EXERCISE GOAL => Please find the lines in the entries below that contain the word "previous", and copy each one.

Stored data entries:

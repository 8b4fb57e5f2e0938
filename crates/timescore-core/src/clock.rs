//! Wall-clock source.
//!
//! Scores depend on the local hour and calendar day, so the service reads
//! time through [`Clock`] and tests substitute a [`FixedClock`].

use std::sync::{Arc, Mutex};

use chrono::{Duration, Local, NaiveDate, NaiveDateTime};

pub trait Clock: Send + Sync {
    /// Current local wall-clock time.
    fn now(&self) -> NaiveDateTime;

    fn today(&self) -> NaiveDate {
        self.now().date()
    }
}

/// The system's local time.
#[derive(Debug, Default, Clone, Copy)]
pub struct SystemClock;

impl Clock for SystemClock {
    fn now(&self) -> NaiveDateTime {
        Local::now().naive_local()
    }
}

/// A manually driven clock. Clones share the same instant.
#[derive(Debug, Clone)]
pub struct FixedClock {
    now: Arc<Mutex<NaiveDateTime>>,
}

impl FixedClock {
    pub fn new(now: NaiveDateTime) -> Self {
        Self {
            now: Arc::new(Mutex::new(now)),
        }
    }

    pub fn set(&self, now: NaiveDateTime) {
        let mut guard = self.now.lock().unwrap_or_else(|e| e.into_inner());
        *guard = now;
    }

    pub fn advance(&self, by: Duration) {
        let mut guard = self.now.lock().unwrap_or_else(|e| e.into_inner());
        *guard += by;
    }
}

impl Clock for FixedClock {
    fn now(&self) -> NaiveDateTime {
        *self.now.lock().unwrap_or_else(|e| e.into_inner())
    }
}
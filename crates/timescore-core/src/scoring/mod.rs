//! Scoring pipeline.
//!
//! [`ScoringEngine`] turns one behavior into a final score and an energy
//! change. It is a pure function of its [`ScoreInput`]; the service gathers
//! the window, counters and lucky roll from the store before calling it.

mod breakdown;
mod engine;
mod sublevel;

pub use breakdown::{ScoreBreakdown, ScoreFactor};
pub use engine::{ScoreInput, ScoredRecord, ScoringEngine};
pub use sublevel::infer_sublevel;

use sha2::{Digest, Sha256};

use crate::catalog::Level;

const FINGERPRINT_BYTES: usize = 8;

/// Debug fingerprint over a record's level, duration and final score.
pub fn fingerprint(level: Level, duration_minutes: i64, final_score: f64) -> String {
    let mut hasher = Sha256::new();
    hasher.update(format!("{level}_{duration_minutes}_{final_score}").as_bytes());
    let digest = hasher.finalize();
    hex::encode(&digest[..FINGERPRINT_BYTES])
}
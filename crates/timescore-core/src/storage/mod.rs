pub mod config;
pub mod database;
pub mod migrations;

pub use config::Config;
pub use database::{Session, Store};

use std::path::PathBuf;

/// Returns `~/.config/timescore[-dev]/` based on TIMESCORE_ENV.
///
/// Set TIMESCORE_ENV=dev to use development data directory.
/// TIMESCORE_DATA_DIR overrides the location entirely.
///
/// # Errors
/// Returns an error if creating the directory fails.
pub fn data_dir() -> std::io::Result<PathBuf> {
    if let Some(dir) = std::env::var_os("TIMESCORE_DATA_DIR") {
        let dir = PathBuf::from(dir);
        std::fs::create_dir_all(&dir)?;
        return Ok(dir);
    }

    let base_dir = dirs::home_dir()
        .unwrap_or_else(|| PathBuf::from("."))
        .join(".config");

    let env = std::env::var("TIMESCORE_ENV").unwrap_or_else(|_| "production".to_string());

    let dir = if env == "dev" {
        base_dir.join("timescore-dev")
    } else {
        base_dir.join("timescore")
    };

    std::fs::create_dir_all(&dir)?;
    Ok(dir)
}
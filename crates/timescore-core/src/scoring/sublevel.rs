//! Recovery tier inference for behaviors recorded as bare `R`.
//!
//! Precedence is mood, then duration, then context: the duration tier
//! replaces the mood tier, and a preceding S/A record bumps the result one
//! tier (R3 stays R3).

use crate::catalog::{Level, RecoveryTier};

fn mood_tier(mood: u8) -> RecoveryTier {
    match mood {
        0..=2 => RecoveryTier::R1,
        3 => RecoveryTier::R2,
        _ => RecoveryTier::R3,
    }
}

fn duration_tier(duration_minutes: i64) -> Option<RecoveryTier> {
    match duration_minutes {
        i64::MIN..=0 => None,
        1..=14 => Some(RecoveryTier::R1),
        15..=30 => Some(RecoveryTier::R2),
        _ => Some(RecoveryTier::R3),
    }
}

pub fn infer_sublevel(mood: u8, duration_minutes: i64, previous: Option<Level>) -> RecoveryTier {
    let tier = duration_tier(duration_minutes).unwrap_or_else(|| mood_tier(mood));
    match previous {
        Some(level) if level.is_high_intensity() => tier.bumped(),
        _ => tier,
    }
}
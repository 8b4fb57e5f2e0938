//! Basic CLI E2E tests.
//!
//! Tests invoke the built binary against a throwaway data directory and
//! verify its JSON output.

use std::path::Path;
use std::process::Command;

/// Run a CLI command and return (exit code, stdout, stderr).
fn run_cli(data_dir: &Path, args: &[&str]) -> (i32, String, String) {
    let output = Command::new(env!("CARGO_BIN_EXE_timescore"))
        .args(args)
        .env("TIMESCORE_DATA_DIR", data_dir)
        .env_remove("RUST_LOG")
        .output()
        .expect("Failed to execute CLI command");

    let stdout = String::from_utf8_lossy(&output.stdout).to_string();
    let stderr = String::from_utf8_lossy(&output.stderr).to_string();
    let code = output.status.code().unwrap_or(-1);

    (code, stdout, stderr)
}

fn run_json(data_dir: &Path, args: &[&str]) -> serde_json::Value {
    let (code, stdout, stderr) = run_cli(data_dir, args);
    assert_eq!(code, 0, "{args:?} failed: {stderr}");
    serde_json::from_str(&stdout).expect("Failed to parse JSON output")
}

#[test]
fn test_record_and_today() {
    let dir = tempfile::tempdir().unwrap();
    let result = run_json(dir.path(), &["record", "A", "--minutes", "10", "--mood", "4"]);
    assert_eq!(result["level"], "A");
    assert!(result["final_score"].as_f64().unwrap() > 0.0);
    assert!(result["record_id"].as_i64().unwrap() > 0);

    let today = run_json(dir.path(), &["today"]);
    assert_eq!(today["records"].as_array().unwrap().len(), 1);
    assert_eq!(today["state"]["today_behavior_count"], 1);
}

#[test]
fn test_record_rejects_bad_mood() {
    let dir = tempfile::tempdir().unwrap();
    let (code, _, stderr) = run_cli(dir.path(), &["record", "A", "--minutes", "10", "--mood", "9"]);
    assert_eq!(code, 1);
    assert!(stderr.contains("error:"));
}

#[test]
fn test_behavior_add_and_list() {
    let dir = tempfile::tempdir().unwrap();
    let added = run_json(
        dir.path(),
        &["behavior", "add", "nap", "R3", "--category", "rest"],
    );
    assert_eq!(added["level"], "R3");

    let listed = run_json(dir.path(), &["behavior", "list", "--level", "R"]);
    assert_eq!(listed.as_array().unwrap().len(), 1);

    let (code, _, stderr) = run_cli(dir.path(), &["behavior", "add", "nap", "R1"]);
    assert_eq!(code, 1);
    assert!(stderr.contains("already exists"));
}

#[test]
fn test_wish_redeem_without_score_fails() {
    let dir = tempfile::tempdir().unwrap();
    let wish = run_json(dir.path(), &["wish", "add", "concert", "300"]);
    let id = wish["id"].as_i64().unwrap().to_string();

    let (code, _, stderr) = run_cli(dir.path(), &["wish", "redeem", &id]);
    assert_eq!(code, 1);
    assert!(stderr.contains("Insufficient score"));

    let list = run_json(dir.path(), &["wish", "list"]);
    assert_eq!(list["wishes"].as_array().unwrap().len(), 1);
}

#[test]
fn test_config_set_get() {
    let dir = tempfile::tempdir().unwrap();
    let (code, stdout, _) = run_cli(dir.path(), &["config", "set", "features.lucky", "true"]);
    assert_eq!(code, 0);
    assert_eq!(stdout.trim(), "ok");

    let (_, stdout, _) = run_cli(dir.path(), &["config", "get", "features.lucky"]);
    assert_eq!(stdout.trim(), "true");

    let overrides = run_json(dir.path(), &["config", "list", "--overrides"]);
    assert_eq!(overrides["features.lucky"], "true");

    let (code, _, _) = run_cli(dir.path(), &["config", "set", "tunables.energy_max", "0"]);
    assert_eq!(code, 1);
}

#[test]
fn test_history_empty() {
    let dir = tempfile::tempdir().unwrap();
    let history = run_json(dir.path(), &["history", "--days", "3"]);
    assert!(history["days"].as_array().unwrap().is_empty());
    assert_eq!(history["total_score"], 0.0);
}

#[test]
fn test_record_rejects_out_of_range_minutes() {
    let dir = tempfile::tempdir().unwrap();
    let (code, _, stderr) = run_cli(
        dir.path(),
        &["record", "A", "--minutes", "1000000000000", "--mood", "3"],
    );
    assert_eq!(code, 1);
    assert!(stderr.contains("error:"));

    let today = run_json(dir.path(), &["today"]);
    assert!(today["records"].as_array().unwrap().is_empty());
}

#[test]
fn test_debug_logging_goes_to_stderr() {
    let dir = tempfile::tempdir().unwrap();
    let output = Command::new(env!("CARGO_BIN_EXE_timescore"))
        .args(["today"])
        .env("TIMESCORE_DATA_DIR", dir.path())
        .env("RUST_LOG", "debug")
        .output()
        .expect("Failed to execute CLI command");
    assert!(output.status.success());

    let stderr = String::from_utf8_lossy(&output.stderr);
    assert!(stderr.contains("loaded configuration"));
    let stdout = String::from_utf8_lossy(&output.stdout);
    serde_json::from_str::<serde_json::Value>(&stdout).expect("stdout stays JSON");
}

YOUR SOLUTION =>
pub fn infer_sublevel(mood: u8, duration_minutes: i64, previous: Option<Level>) -> RecoveryTier {
    match previous {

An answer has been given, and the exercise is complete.